Genes subject to positive, diversifying selection will exhibit a reduction in effective population size, as measured by the mean nucleotide diversity of synonymous sites (π_s). The basic reason is that as positive selection sweeps alleles through a population, the silent site variation hitches alongside the selected region, thereby reducing π_s in comparison to alleles under neutral evolution. Ka/Ks ratios would then negatively correlate with π_s. Alternatively, elevated Ka/Ks ratios may reflect an increase in neutral evolution, and in this case, the elevated Ka/Ks ratios should be associated with elevated π_s due to increased drift.

Among the divergent genes that were shown to be subject to positive diversifying selection based on the MKT, there was an inverse correlation when comparing π_s values to Ka/Ks values, and this was observed for both non-Asian and East Asian strains (Fig. 4). Thus, the genes with elevated Ka/Ks values have reduced silent site diversity due to positive selection. When comparing π_s values of the divergent genes isolated from non-Asian strains with the π_s values from the corresponding East Asian sequences, there was a significant positive correlation (p<0.001, Fig. 4), which indicates that the same genes experience reduced silent site diversity and increased positive selection in both East Asian and non-Asian populations. These results provide evidence that diversifying selection has spurred the rapid evolution of amino acid sequence changes in these two populations.

An external file that holds a picture, illustration, etc.
Object name is pone.0055120.g004.jpg

Figure 4

Correlation between Ka/Ks values and π_s values among 12 genes under diversifying selection, based on MKT analysis.

(A,B) A linear regression analysis showed a significant correlation between Ka/Ks values and π_s values, when analyzing sequences from non-Asian strains (p<0.05). There was a non-significant correlation when analyzing these sequences from East Asian strains (p=0.07). (C) There was a strong positive correlation when comparing π_s values of these 12 genes from either East Asian strains with the corresponding π_s values from non-Asian strains (p<0.001).
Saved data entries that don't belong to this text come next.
//! The deployed contracts this indexer watches, with their event catalogs.

use alloy_primitives::Address;

use crate::abi::ParamType;
use crate::events::catalog::{ContractDefinition, EventAbi, EventParam};
use crate::events::{
    ConfigEvent, ConfigParam, DomainEvent, GovernanceEvent, LockEvent, ProposalCreated,
};

/// The governance contract.
pub const V4R_ADDRESS: &str = "0x90632afc1a70d65bad19334d1f31ac671e80c830";

/// TNT-20 lock contract and the token it locks.
pub const TDROP_LOCK_ADDRESS: &str = "0x44f4070857060fdf7fc2e63816667d4e5f88371e";
pub const TDROP_TOKEN_ADDRESS: &str = "0x11cac290c3a12744dc7cb647e7b6032303c64152";

/// TNT-721 lock contract and the collection it locks.
pub const OTIES_LOCK_ADDRESS: &str = "0xca28463bed2076be12358222cb1692b5d69f23e3";
pub const OTIES_TOKEN_ADDRESS: &str = "0x5f98156b5f6401e7fd899e9fa2d60b07233d25b6";

/// Every contract the scanner watches.
pub fn watched_contracts() -> Vec<ContractDefinition> {
    vec![
        v4r(),
        lock_contract("LockTDrop", TDROP_LOCK_ADDRESS, TDROP_TOKEN_ADDRESS, true),
        lock_contract("LockOties", OTIES_LOCK_ADDRESS, OTIES_TOKEN_ADDRESS, false),
    ]
}

fn param(name: &'static str, kind: ParamType, indexed: bool) -> EventParam {
    EventParam {
        name,
        kind,
        indexed,
    }
}

/// A lock contract emits `Locked`/`Unlocked(address user, uint256 amount)`
/// for TNT-20 and `Locked`/`Unlocked(address user, uint256 tokenId)` for
/// TNT-721. The locked token's address is fixed per deployment, so the
/// handlers carry it.
fn lock_contract(
    name: &'static str,
    address: &'static str,
    token: &'static str,
    is_tnt20: bool,
) -> ContractDefinition {
    let token: Address = token.parse().expect("token address literal");
    let value_field = if is_tnt20 { "amount" } else { "tokenId" };
    let lock = move |fields: &super::catalog::Fields| {
        let user = fields.address("user")?;
        let value = fields.uint(value_field)?;
        Ok(DomainEvent::Lock(if is_tnt20 {
            LockEvent::Tnt20Locked {
                token,
                user,
                amount: value,
            }
        } else {
            LockEvent::Tnt721Locked {
                token,
                user,
                token_id: value,
            }
        }))
    };
    let unlock = move |fields: &super::catalog::Fields| {
        let user = fields.address("user")?;
        let value = fields.uint(value_field)?;
        Ok(DomainEvent::Lock(if is_tnt20 {
            LockEvent::Tnt20Unlocked {
                token,
                user,
                amount: value,
            }
        } else {
            LockEvent::Tnt721Unlocked {
                token,
                user,
                token_id: value,
            }
        }))
    };
    ContractDefinition {
        name,
        address,
        events: vec![
            EventAbi {
                name: "Locked",
                inputs: vec![
                    param("user", ParamType::Address, true),
                    param(value_field, ParamType::Uint256, false),
                ],
                handler: Box::new(lock),
            },
            EventAbi {
                name: "Unlocked",
                inputs: vec![
                    param("user", ParamType::Address, true),
                    param(value_field, ParamType::Uint256, false),
                ],
                handler: Box::new(unlock),
            },
        ],
    }
}

/// An event carrying a single non-indexed uint256 that replaces one global
/// config parameter.
fn config_update(
    event_name: &'static str,
    field: &'static str,
    config_param: ConfigParam,
) -> EventAbi {
    EventAbi {
        name: event_name,
        inputs: vec![param(field, ParamType::Uint256, false)],
        handler: Box::new(move |fields| {
            Ok(DomainEvent::Config(ConfigEvent {
                param: config_param,
                value: fields.uint(field)?,
            }))
        }),
    }
}

pub fn v4r() -> ContractDefinition {
    ContractDefinition {
        name: "V4R",
        address: V4R_ADDRESS,
        events: vec![
            EventAbi {
                name: "ProposalCreated",
                inputs: vec![
                    param("id", ParamType::Uint256, true),
                    param("proposer", ParamType::Address, true),
                    param("description", ParamType::String, false),
                    param("votingOptions", ParamType::StringArray, false),
                    param("startTime", ParamType::Uint256, false),
                    param("endTime", ParamType::Uint256, false),
                    param("proposalTokenRatioAmount", ParamType::Uint256, false),
                    param("proposaltFuelRatioAmount", ParamType::Uint256, false),
                ],
                handler: Box::new(|fields| {
                    Ok(DomainEvent::Governance(GovernanceEvent::ProposalCreated(
                        ProposalCreated {
                            proposal_id: fields.uint("id")?,
                            proposer: fields.address("proposer")?,
                            description: fields.string("description")?,
                            options: fields.string_array("votingOptions")?,
                            start_time: fields.uint("startTime")?,
                            end_time: fields.uint("endTime")?,
                            reward_token_amount: fields.uint("proposalTokenRatioAmount")?,
                            tfuel_amount: fields.uint("proposaltFuelRatioAmount")?,
                        },
                    )))
                }),
            },
            EventAbi {
                name: "ProposalCanceled",
                inputs: vec![param("id", ParamType::Uint256, true)],
                handler: Box::new(|fields| {
                    Ok(DomainEvent::Governance(GovernanceEvent::ProposalCanceled {
                        proposal_id: fields.uint("id")?,
                    }))
                }),
            },
            EventAbi {
                name: "VoteCast",
                inputs: vec![
                    param("voter", ParamType::Address, true),
                    param("proposalId", ParamType::Uint256, true),
                    param("option", ParamType::Uint8, false),
                    param("votes", ParamType::Uint256, false),
                ],
                handler: Box::new(|fields| {
                    Ok(DomainEvent::Governance(GovernanceEvent::VoteCast {
                        voter: fields.address("voter")?,
                        proposal_id: fields.uint("proposalId")?,
                        option: fields.uint8("option")?,
                        votes: fields.uint("votes")?,
                    }))
                }),
            },
            EventAbi {
                name: "RewardClaimed",
                inputs: vec![
                    param("voter", ParamType::Address, true),
                    param("proposalId", ParamType::Uint256, true),
                    param("rewardTFuel", ParamType::Uint256, false),
                    param("rewardToken", ParamType::Uint256, false),
                ],
                handler: Box::new(|fields| {
                    Ok(DomainEvent::Governance(GovernanceEvent::RewardClaimed {
                        voter: fields.address("voter")?,
                        proposal_id: fields.uint("proposalId")?,
                        reward_tfuel: fields.uint("rewardTFuel")?,
                        reward_token: fields.uint("rewardToken")?,
                    }))
                }),
            },
            EventAbi {
                name: "ProposerRoleUpdated",
                inputs: vec![
                    param("proposer", ParamType::Address, true),
                    param("status", ParamType::Bool, true),
                ],
                handler: Box::new(|fields| {
                    Ok(DomainEvent::Governance(
                        GovernanceEvent::ProposerRoleUpdated {
                            proposer: fields.address("proposer")?,
                            active: fields.flag("status")?,
                        },
                    ))
                }),
            },
            EventAbi {
                name: "TokenInfoUpdated",
                inputs: vec![
                    param("token", ParamType::Address, true),
                    param("votingPower", ParamType::Uint256, false),
                    param("lockAddress", ParamType::Address, false),
                    param("isTNT20", ParamType::Bool, false),
                ],
                handler: Box::new(|fields| {
                    Ok(DomainEvent::Governance(GovernanceEvent::TokenInfoUpdated {
                        token: fields.address("token")?,
                        voting_power: fields.uint("votingPower")?,
                        lock_address: fields.address("lockAddress")?,
                        is_tnt20: fields.flag("isTNT20")?,
                    }))
                }),
            },
            EventAbi {
                name: "RewardTokenUpdated",
                inputs: vec![
                    param("newRewardToken", ParamType::Address, false),
                    param("status", ParamType::Bool, false),
                ],
                handler: Box::new(|fields| {
                    Ok(DomainEvent::Governance(
                        GovernanceEvent::RewardTokenUpdated {
                            token: fields.address("newRewardToken")?,
                            is_reward_token: fields.flag("status")?,
                        },
                    ))
                }),
            },
            config_update(
                "MinProposalPeriodUpdated",
                "newMinProposalPeriod",
                ConfigParam::MinProposalPeriod,
            ),
            config_update(
                "MaxProposalPeriodUpdated",
                "newMaxProposalPeriod",
                ConfigParam::MaxProposalPeriod,
            ),
            config_update(
                "MinVotingPeriodUpdated",
                "newMinVotingPeriod",
                ConfigParam::MinVotingPeriod,
            ),
            config_update(
                "MaxVotingPeriodUpdated",
                "newMaxVotingPeriod",
                ConfigParam::MaxVotingPeriod,
            ),
            config_update(
                "SplitTFuelOwnersRatioUpdated",
                "newSplitTFuelOwnersRatio",
                ConfigParam::SplitTFuelOwnersRatio,
            ),
            config_update(
                "PotProposalRewardRatioUpdated",
                "newPotProposalRewardRatio",
                ConfigParam::PotProposalRewardRatio,
            ),
            config_update(
                "MaxOptionValueUpdated",
                "newMaxOptionValue",
                ConfigParam::MaxOptionValue,
            ),
            config_update(
                "MaxVotingTokensUpdated",
                "newMaxVotingTokens",
                ConfigParam::MaxVotingTokens,
            ),
        ],
    }
}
We performed similar analyses for the set of genes that were not found to be under diversifying selection, based on MKT analysis (Fig. 5). In contrast to what was observed with the group of genes under diversifying selection (Fig. 4a and 4b), we did not detect any significant correlation between Ka/Ks values and π_s values when analyzing this group of genes. Thus, within this group of genes, as Ka/Ks ratios increase, the average π_s values across the gene do not change, which indicates that the genes are subject to more neutral evolution, as expected for the gene set that is not experiencing positive diversifying selection.

An external file that holds a picture, illustration, etc.
Object name is pone.0055120.g005.jpg

Figure 5

Lack of correlation between Ka/Ks values and π_s values among 25 genes that were not under diversifying selection, based on MKT analysis.

(A,B) Linear regression analyses showed non-significant trends when comparing Ka/Ks values to π_s values (p>0.05). (C) There was no significant correlation between the π_s values of these sequences from East Asian strains with the corresponding π_s values from non-Asian strains (p>0.05).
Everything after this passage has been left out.